----- INFORMATION PROVIDED

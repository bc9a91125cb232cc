use anyhow::{ensure, Context, Result};

use crate::embedding_client;

/// Application configuration loaded from environment variables.
///
/// Provider credentials are optional: without them the service runs with
/// keyword and mock semantic scoring only.
#[derive(Debug, Clone)]
pub struct Config {
    pub openai_api_key: Option<String>,
    pub openai_base_url: String,
    pub pinecone_api_key: Option<String>,
    pub pinecone_index_host: Option<String>,
    /// Default blend weight of the semantic score, in [0, 1].
    pub semantic_weight: f64,
    /// Max in-flight embedding requests per ranking call.
    pub embedding_concurrency: usize,
    pub port: u16,
    pub rust_log: String,
}

impl Config {
    pub fn from_env() -> Result<Self> {
        dotenvy::dotenv().ok(); // load .env if present; ignore if missing
        Self::from_lookup(|key| std::env::var(key).ok())
    }

    pub fn from_lookup(lookup: impl Fn(&str) -> Option<String>) -> Result<Self> {
        let optional = |key: &str| lookup(key).filter(|v| !v.trim().is_empty());

        let semantic_weight = parse_or(&optional, "SEMANTIC_WEIGHT", 0.3_f64)?;
        ensure!(
            (0.0..=1.0).contains(&semantic_weight),
            "SEMANTIC_WEIGHT must be within [0, 1], got {semantic_weight}"
        );

        Ok(Config {
            openai_api_key: optional("OPENAI_API_KEY"),
            openai_base_url: optional("OPENAI_BASE_URL")
                .unwrap_or_else(|| embedding_client::DEFAULT_BASE_URL.to_string()),
            pinecone_api_key: optional("PINECONE_API_KEY"),
            pinecone_index_host: optional("PINECONE_INDEX_HOST"),
            semantic_weight,
            embedding_concurrency: parse_or(&optional, "EMBEDDING_CONCURRENCY", 4_usize)?.max(1),
            port: parse_or(&optional, "PORT", 8080_u16)?,
            rust_log: optional("RUST_LOG").unwrap_or_else(|| "info".to_string()),
        })
    }
}

fn parse_or<T>(optional: &impl Fn(&str) -> Option<String>, key: &str, default: T) -> Result<T>
where
    T: std::str::FromStr,
    T::Err: std::error::Error + Send + Sync + 'static,
{
    match optional(key) {
        Some(raw) => raw
            .trim()
            .parse::<T>()
            .with_context(|| format!("Environment variable '{key}' has an invalid value '{raw}'")),
        None => Ok(default),
    }
}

----------

PROBLEM STATEMENT: Output the records exactly, including every line.

REPLY TO THE TASK:
repository bc9a91125cb232cc
use anyhow::{ensure, Context, Result};

use crate::embedding_client;

/// Application configuration loaded from environment variables.
///
/// Provider credentials are optional: without them the service runs with
/// keyword and mock semantic scoring only.
#[derive(Debug, Clone)]
pub struct Config {
    pub openai_api_key: Option<String>,
    pub openai_base_url: String,
    pub pinecone_api_key: Option<String>,
    pub pinecone_index_host: Option<String>,
    /// Default blend weight of the semantic score, in [0, 1].
    pub semantic_weight: f64,
    /// Max in-flight embedding requests per ranking call.
    pub embedding_concurrency: usize,
    pub port: u16,
    pub rust_log: String,
}

impl Config {
    pub fn from_env() -> Result<Self> {
        dotenvy::dotenv().ok(); // load .env if present; ignore if missing
        Self::from_lookup(|key| std::env::var(key).ok())
    }

    pub fn from_lookup(lookup: impl Fn(&str) -> Option<String>) -> Result<Self> {
        let optional = |key: &str| lookup(key).filter(|v| !v.trim().is_empty());

        let semantic_weight = parse_or(&optional, "SEMANTIC_WEIGHT", 0.3_f64)?;
        ensure!(
            (0.0..=1.0).contains(&semantic_weight),
            "SEMANTIC_WEIGHT must be within [0, 1], got {semantic_weight}"
        );

        Ok(Config {
            openai_api_key: optional("OPENAI_API_KEY"),
            openai_base_url: optional("OPENAI_BASE_URL")
                .unwrap_or_else(|| embedding_client::DEFAULT_BASE_URL.to_string()),
            pinecone_api_key: optional("PINECONE_API_KEY"),
            pinecone_index_host: optional("PINECONE_INDEX_HOST"),
            semantic_weight,
            embedding_concurrency: parse_or(&optional, "EMBEDDING_CONCURRENCY", 4_usize)?.max(1),
            port: parse_or(&optional, "PORT", 8080_u16)?,
            rust_log: optional("RUST_LOG").unwrap_or_else(|| "info".to_string()),
        })
    }
}

fn parse_or<T>(optional: &impl Fn(&str) -> Option<String>, key: &str, default: T) -> Result<T>
where
    T: std::str::FromStr,
    T::Err: std::error::Error + Send + Sync + 'static,
{
    match optional(key) {
        Some(raw) => raw
            .trim()
            .parse::<T>()
            .with_context(|| format!("Environment variable '{key}' has an invalid value '{raw}'")),
        None => Ok(default),
    }
}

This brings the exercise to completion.